His interest in Sri Lanka did not end there. It was in the year 2014, that Tutu and 38 others, urged for the establishment of an independent international Commission of Inquiry with a view to guiding an errant Sri Lankan government which was making a mess of the entire reconciliation and peace building effort, towards the path to justice and reconciliation. Consequentially, a resolution that established an independent international investigation by the UN. was adopted and the much hyped opposition from the Sri Lankan government to the two resolutions in 2012 and 2014 received little support from the international community. Obviously, Tutu was seen as an enemy of Sri Lanka and all his efforts as intervention in a country’s affair. Where Sri Lanka ended up in terms of Reconciliation and lasting peace as well as its international repute, testifies to Desmond Tutus farsightedness.
Yet again, in 2013, when the Mahinda Rajapaksa regime was in power and the Commonwealth Heads of Government Meeting (CHOGM) was to be held in Sri Lanka, Tutu urged for a boycott on the basis that the government had acted without integrity, urging that the world had to pressurize Sri Lanka by such a boycott of the CHOGM. Although the meeting was held, it became the CHOGM with the lowest ever attendance of governments with only 27 of the 53 participating.
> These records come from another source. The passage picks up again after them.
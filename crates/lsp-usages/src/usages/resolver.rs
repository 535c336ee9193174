use super::document::Document;
use super::error::FinderError;
use super::position::{IdentifierReference, Occurrence};
use super::semantic::{SemanticService, definition_of};
use std::path::PathBuf;
use tracing::debug;

/// The identifier token containing the cursor.
#[derive(Debug, Clone, PartialEq, Eq)]
pub struct IdentifierAtCursor {
    pub identifier: String,
    pub occurrence: Occurrence,
}

/// Pick the occurrence whose half-open span `[start, end)` contains `offset`.
///
/// First match wins if the service ever reports overlapping spans. Spans that
/// do not map onto the document text are ignored.
pub fn select_occurrence(
    document: &Document,
    occurrences: &[Occurrence],
    offset: usize,
) -> Option<IdentifierAtCursor> {
    occurrences.iter().find_map(|occurrence| {
        let start = document.offset_of(&occurrence.start)?;
        let end = document.offset_of(&occurrence.end)?;
        if !(start..end).contains(&offset) {
            return None;
        }
        let identifier = document.slice(start, end)?;
        Some(IdentifierAtCursor {
            identifier: identifier.to_string(),
            occurrence: occurrence.clone(),
        })
    })
}

/// Identifier at byte `offset` of the document in the current view
pub async fn identifier_at_cursor<S>(
    service: &mut S,
    offset: usize,
) -> Result<IdentifierAtCursor, FinderError>
where
    S: SemanticService + ?Sized,
{
    let Some(view) = service.current_view().cloned() else {
        return Err(FinderError::NoIdentifierAtCursor {
            file: PathBuf::new(),
            offset,
        });
    };
    let document = service
        .document(&view.file)
        .await
        .map_err(|source| FinderError::Document {
            path: view.file.clone(),
            source,
        })?;
    let occurrences = service.occurrences().await;
    debug!(
        file = %view.file.display(),
        occurrences = occurrences.len(),
        offset,
        "looking up identifier at cursor"
    );

    select_occurrence(&document, &occurrences, offset).ok_or(FinderError::NoIdentifierAtCursor {
        file: view.file,
        offset,
    })
}

/// Identifier at the cursor together with its definition site.
///
/// The definition is what the service resolves the occurrence to. When it
/// cannot (usually because the cursor already sits on the definition), the
/// occurrence itself is taken as the definition site.
pub async fn reference_at_cursor<S>(
    service: &mut S,
    offset: usize,
) -> Result<IdentifierReference, FinderError>
where
    S: SemanticService + ?Sized,
{
    let found = identifier_at_cursor(service, offset).await?;
    let origin = service
        .current_view()
        .cloned()
        .unwrap_or_else(|| found.occurrence.start.clone());

    let definition = match definition_of(service, found.occurrence.start.clone()).await {
        Ok(definition) => definition,
        Err(err) => {
            debug!(
                identifier = %found.identifier,
                "definition of cursor identifier unresolved ({err}), using the occurrence itself"
            );
            found.occurrence.start.clone()
        }
    };

    Ok(IdentifierReference {
        identifier: found.identifier,
        definition,
        origin,
    })
}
The Archbishop who’s a peaceful man

Tutu has been campaigning for the safeguarding of minority rights in Sri Lanka, right from the conclusion of the civil war. On May 18, 2010, Tutu, together with Lakdhar Brahimi, penned “If Sri Lanka is to build a more inclusive and democratic state for all its ethnic communities, there is an urgent need for far-sighted political leadership, able to reach out to all communities and serve all its citizens. This has, so far, been lacking”. In his view, human rights and the rule of law had to be a main pillar in Sri Lanka’s future of nation building, which meant, inter alia, repealing the draconian state of emergency and re-establishing the Constitutional Council which had been effectively dismantled by Mahinda Rajapaksa. Seeing that the domestic court system was neither equipped nor brave enough to look in to allegations of grave abuses and crimes during and after the civil war, he encouraged the Sri Lankan government to opt for an independent international mechanism as a step forward. In 2012, Tutu, together with Mary Robinson, portended that unless Sri Lanka did effectively address the issue of past crimes, it would continue to haunt Sri Lanka’s people and could ignite violence once again. Again and unsurprisingly, it all fell on deaf years of the adamant Sri Lankan government. He was ready with his open arms to be our friend, but his message was too bitter for the authorities. 


He was the ‘ …Archbishop who’s a peaceful man’ as Eddie Grant sings, but who roared like a lion in face of injustice and discrimination. He could have been our friend!